Hercog began her season at the Australian Open. In the first round, she was up against 25th seed Alizé Cornet. Hercog retired trailing 1–0 due to a shoulder injury.

Hercog made her comeback during the clay-court season at the Morocco Open. In the first round, she upset Zhang Shuai 6–2, 6–2. In the second round, she defeated Alison Van Uytvanck 6–1, 6–4. Hercog was then stopped in the quarterfinals by eventual champion María Teresa Torró Flor in two tie-breakers. At the Portugal Open, she beat Stefanie Vögele in the first round. In the second round, she upset sixth seed Lucie Šafářová. Hercog lost in the quarterfinals to top seed and eventual champion, Carla Suárez Navarro. Seeded sixth for qualifying at the Italian Open, Hercog lost in the first round of qualifying to Belinda Bencic. Her final tournament before the French Open was the Nürnberger Versicherungscup. In the first round, she upset third seed Klára Koukalová in three sets. In the second round, Hercog lost to Karin Knapp. At the French Open, she defeated Jana Čepelová in the first round In the second round, Hercog was defeated by 15th seed Sloane Stephens 6–1, 6–3.

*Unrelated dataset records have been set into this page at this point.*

use crate::core::FloatExt;
use crate::{Bits, Float};

/// Assert that two floating point numbers agree after normalization with
/// [`to_eq_bits`].
///
/// # Panics
///
/// If the normalized numbers differ. The message prints both on lines of
/// their own.
#[macro_export]
macro_rules! assert_close_enough {
    ($left:expr, $right:expr $(,)?) => {
        let (left, right) = ($left, $right);
        assert_eq!(
            $crate::to_eq_bits(left),
            $crate::to_eq_bits(right),
            "numbers differ:\n{:?}\n{:?}",
            left,
            right
        );
    };
}

/// Assert that two coordinate triples agree after normalizing each
/// coordinate.
///
/// # Panics
///
/// If any normalized coordinate differs.
#[cfg(test)]
macro_rules! assert_same_coordinates {
    ($left:expr, $right:expr $(,)?) => {
        let (left, right) = ($left, $right);
        assert_eq!(
            $crate::core::to_eq_coordinates(left),
            $crate::core::to_eq_coordinates(right),
            "colors differ:\n{:?}\n{:?}",
            left,
            right
        );
    };
}

#[cfg(test)]
pub(crate) use assert_same_coordinates;

// --------------------------------------------------------------------------------------------------------------------

/// Normalize a single quantity by replacing not-a-number with zero.
///
/// Degenerate colors, notably black with its zero denominators in the LUV
/// formulae, produce not-a-number intermediates. They collapse to zero here
/// instead of poisoning every downstream computation.
#[inline]
pub(crate) fn zero_nan(value: Float) -> Float {
    if value.is_nan() {
        0.0
    } else {
        value
    }
}

/// Normalize the color coordinates by replacing not-a-numbers with zero.
#[inline]
pub(crate) fn normalize(coordinates: &[Float; 3]) -> [Float; 3] {
    let [c1, c2, c3] = *coordinates;
    [zero_nan(c1), zero_nan(c2), zero_nan(c3)]
}

/// Determine whether any of the coordinates is not-a-number.
#[inline]
pub(crate) fn has_nan(coordinates: &[Float; 3]) -> bool {
    coordinates.iter().any(|c| c.is_nan())
}

/// Normalize coordinates into hashable, comparable bits.
#[must_use]
pub(crate) fn to_eq_coordinates(coordinates: &[Float; 3]) -> [Bits; 3] {
    coordinates.map(to_eq_bits)
}

/// Normalize a number into bits for equality tests and hashing.
///
/// Not-a-number becomes zero, digits beyond the rounding factor are rounded
/// away, and negative zero becomes zero. Public only for
/// [`assert_close_enough`].
#[doc(hidden)]
#[inline]
pub fn to_eq_bits(value: Float) -> Bits {
    let rounded = (<Float as FloatExt>::ROUNDING_FACTOR * zero_nan(value)).round();
    // -0.0 == 0.0, so this also clears the sign.
    if rounded == 0.0 {
        (0.0 as Float).to_bits()
    } else {
        rounded.to_bits()
    }
}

Hercog played only one grass-court tournament before Wimbledon. She lost in the first round at Rosmalen to sixth seed Kirsten Flipkens. At Wimbledon, she won her first round match over Paula Ormaechea. In the second round, she was defeated by 23rd seed Lucie Šafářová.

After Wimbledon, Hercog competed at the first edition of the Bucharest Open. Seeded eighth in the draw, she defeated Anna Tatishvili in the first round. In the second round, she beat Katarzyna Piter. In the quarterfinals, Hercog lost to Monica Niculescu. Seeded eighth at the Swedish Open, she lost in the first round to Dinah Pfizenmaier.

Hercog began the US Open Series at the Washington Open. She lost in the first round to sixth seed and eventual champion Svetlana Kuznetsova. Seeded 20th for qualifying at the Cincinnati Open, Hercog reached the main draw beating Paula Ormaechea and Julia Glushko. In the first round, she was defeated by Kirsten Flipkens, 6–3, 6–2. At the Connecticut Open, her final tournament before the US Open, Hercog lost in the second round of qualifying to Karin Knapp, 2–6, 1–6. Ranked 76 at the US Open, she defeated world No. 35, Elina Svitolina, in the first round in two sets. In the second round, she lost to 17th seed Ekaterina Makarova.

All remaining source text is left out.